Records excerpted from a collection:
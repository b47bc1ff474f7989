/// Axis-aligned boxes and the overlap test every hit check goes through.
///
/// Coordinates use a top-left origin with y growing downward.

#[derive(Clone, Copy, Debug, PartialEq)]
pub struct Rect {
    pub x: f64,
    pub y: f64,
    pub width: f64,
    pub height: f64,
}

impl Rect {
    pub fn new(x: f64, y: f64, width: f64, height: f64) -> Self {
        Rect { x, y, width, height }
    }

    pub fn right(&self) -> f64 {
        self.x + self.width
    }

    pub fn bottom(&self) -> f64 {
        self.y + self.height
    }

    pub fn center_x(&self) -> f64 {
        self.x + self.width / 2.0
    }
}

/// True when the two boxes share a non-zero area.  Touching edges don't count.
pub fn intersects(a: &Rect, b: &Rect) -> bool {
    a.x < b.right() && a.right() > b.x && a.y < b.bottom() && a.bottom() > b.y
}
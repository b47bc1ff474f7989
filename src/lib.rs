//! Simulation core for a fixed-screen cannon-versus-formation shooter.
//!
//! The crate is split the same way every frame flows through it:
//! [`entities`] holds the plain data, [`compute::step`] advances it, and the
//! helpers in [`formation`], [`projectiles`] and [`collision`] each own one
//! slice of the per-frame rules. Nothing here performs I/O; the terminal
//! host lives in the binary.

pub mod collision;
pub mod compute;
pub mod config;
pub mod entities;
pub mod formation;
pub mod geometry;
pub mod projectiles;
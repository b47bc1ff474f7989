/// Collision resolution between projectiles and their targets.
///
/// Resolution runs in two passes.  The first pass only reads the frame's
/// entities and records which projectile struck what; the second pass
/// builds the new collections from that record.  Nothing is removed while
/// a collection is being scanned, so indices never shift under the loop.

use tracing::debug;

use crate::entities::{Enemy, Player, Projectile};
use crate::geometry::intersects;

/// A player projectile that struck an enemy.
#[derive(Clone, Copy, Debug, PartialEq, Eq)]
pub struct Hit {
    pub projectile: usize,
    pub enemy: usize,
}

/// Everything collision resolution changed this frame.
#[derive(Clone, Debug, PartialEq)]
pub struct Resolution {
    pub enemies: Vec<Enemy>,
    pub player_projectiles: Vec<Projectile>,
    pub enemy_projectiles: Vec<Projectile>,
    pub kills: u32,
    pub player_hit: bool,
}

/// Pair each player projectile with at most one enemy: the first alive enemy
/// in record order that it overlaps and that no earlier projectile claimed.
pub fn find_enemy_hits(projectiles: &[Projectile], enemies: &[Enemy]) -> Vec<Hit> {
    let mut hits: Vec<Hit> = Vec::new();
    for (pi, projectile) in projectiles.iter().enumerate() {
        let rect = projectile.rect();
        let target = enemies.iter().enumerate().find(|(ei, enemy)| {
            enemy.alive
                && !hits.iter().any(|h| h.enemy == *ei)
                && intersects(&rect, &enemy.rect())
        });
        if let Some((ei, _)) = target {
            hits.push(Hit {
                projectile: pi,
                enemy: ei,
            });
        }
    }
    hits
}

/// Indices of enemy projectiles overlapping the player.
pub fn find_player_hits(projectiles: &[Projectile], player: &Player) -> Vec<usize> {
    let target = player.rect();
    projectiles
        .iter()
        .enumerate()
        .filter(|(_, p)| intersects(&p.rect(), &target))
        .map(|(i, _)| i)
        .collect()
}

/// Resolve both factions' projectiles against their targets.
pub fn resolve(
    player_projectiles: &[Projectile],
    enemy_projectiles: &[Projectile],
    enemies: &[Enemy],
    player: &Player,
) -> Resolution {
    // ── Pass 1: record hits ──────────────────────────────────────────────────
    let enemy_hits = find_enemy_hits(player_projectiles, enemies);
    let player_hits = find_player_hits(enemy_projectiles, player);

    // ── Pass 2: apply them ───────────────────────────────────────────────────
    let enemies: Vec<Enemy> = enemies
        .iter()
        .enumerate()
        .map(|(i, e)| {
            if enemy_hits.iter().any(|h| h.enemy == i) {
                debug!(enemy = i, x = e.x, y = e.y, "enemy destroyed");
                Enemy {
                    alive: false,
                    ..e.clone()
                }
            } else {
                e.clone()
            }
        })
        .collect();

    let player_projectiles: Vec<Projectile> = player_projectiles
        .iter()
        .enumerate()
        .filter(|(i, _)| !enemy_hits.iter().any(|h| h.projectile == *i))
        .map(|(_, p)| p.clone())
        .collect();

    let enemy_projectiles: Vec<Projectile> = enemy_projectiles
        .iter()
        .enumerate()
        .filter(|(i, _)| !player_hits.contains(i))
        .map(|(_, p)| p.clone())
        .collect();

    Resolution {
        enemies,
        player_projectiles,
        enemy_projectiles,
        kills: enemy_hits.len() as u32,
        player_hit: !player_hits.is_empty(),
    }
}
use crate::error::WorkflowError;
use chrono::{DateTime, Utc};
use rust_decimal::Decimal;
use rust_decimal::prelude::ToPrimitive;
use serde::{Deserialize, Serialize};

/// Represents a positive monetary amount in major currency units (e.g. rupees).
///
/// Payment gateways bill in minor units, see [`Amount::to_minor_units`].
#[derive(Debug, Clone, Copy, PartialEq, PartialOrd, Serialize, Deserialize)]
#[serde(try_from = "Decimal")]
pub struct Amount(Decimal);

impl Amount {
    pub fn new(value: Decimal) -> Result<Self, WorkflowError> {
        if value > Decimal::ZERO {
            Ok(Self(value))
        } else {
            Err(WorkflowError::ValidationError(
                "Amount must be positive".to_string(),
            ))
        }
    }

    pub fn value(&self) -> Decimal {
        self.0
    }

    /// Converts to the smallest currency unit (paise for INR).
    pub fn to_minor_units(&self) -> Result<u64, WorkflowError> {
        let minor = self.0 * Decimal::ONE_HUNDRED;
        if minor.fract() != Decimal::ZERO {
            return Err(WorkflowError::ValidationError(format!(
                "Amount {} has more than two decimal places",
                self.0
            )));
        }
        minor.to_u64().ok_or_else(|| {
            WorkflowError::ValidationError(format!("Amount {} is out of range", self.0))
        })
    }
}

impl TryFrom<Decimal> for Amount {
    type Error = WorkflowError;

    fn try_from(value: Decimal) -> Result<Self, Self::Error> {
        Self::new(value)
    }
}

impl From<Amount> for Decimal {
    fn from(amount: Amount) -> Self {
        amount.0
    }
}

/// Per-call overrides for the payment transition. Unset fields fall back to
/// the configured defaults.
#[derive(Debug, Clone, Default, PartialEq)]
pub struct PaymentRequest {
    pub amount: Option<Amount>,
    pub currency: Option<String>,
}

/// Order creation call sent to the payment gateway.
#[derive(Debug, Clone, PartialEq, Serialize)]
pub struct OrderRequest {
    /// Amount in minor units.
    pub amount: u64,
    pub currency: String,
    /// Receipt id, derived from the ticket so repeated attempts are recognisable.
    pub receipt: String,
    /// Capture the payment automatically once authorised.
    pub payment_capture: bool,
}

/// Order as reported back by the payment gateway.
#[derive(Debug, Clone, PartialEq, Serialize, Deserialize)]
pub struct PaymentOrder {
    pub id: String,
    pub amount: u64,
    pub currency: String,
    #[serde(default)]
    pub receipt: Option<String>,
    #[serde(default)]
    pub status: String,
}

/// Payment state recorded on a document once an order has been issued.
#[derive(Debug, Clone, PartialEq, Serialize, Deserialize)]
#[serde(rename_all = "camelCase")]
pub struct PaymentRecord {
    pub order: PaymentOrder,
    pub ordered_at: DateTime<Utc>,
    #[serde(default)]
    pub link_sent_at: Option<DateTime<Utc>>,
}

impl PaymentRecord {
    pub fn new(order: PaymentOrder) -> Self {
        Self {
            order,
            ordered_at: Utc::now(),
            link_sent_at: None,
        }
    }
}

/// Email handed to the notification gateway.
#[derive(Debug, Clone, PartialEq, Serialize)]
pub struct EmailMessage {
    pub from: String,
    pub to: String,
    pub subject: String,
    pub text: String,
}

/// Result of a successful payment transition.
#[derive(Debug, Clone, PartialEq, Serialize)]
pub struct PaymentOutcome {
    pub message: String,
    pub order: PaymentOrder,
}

■ **AIM OF THE TASK**: What lines of the data contain the string "each"? List them.

■ **SOLUTION TO THE PROBLEM**:
//! helpers in [`formation`], [`projectiles`] and [`collision`] each own one
/// Pair each player projectile with at most one enemy: the first alive enemy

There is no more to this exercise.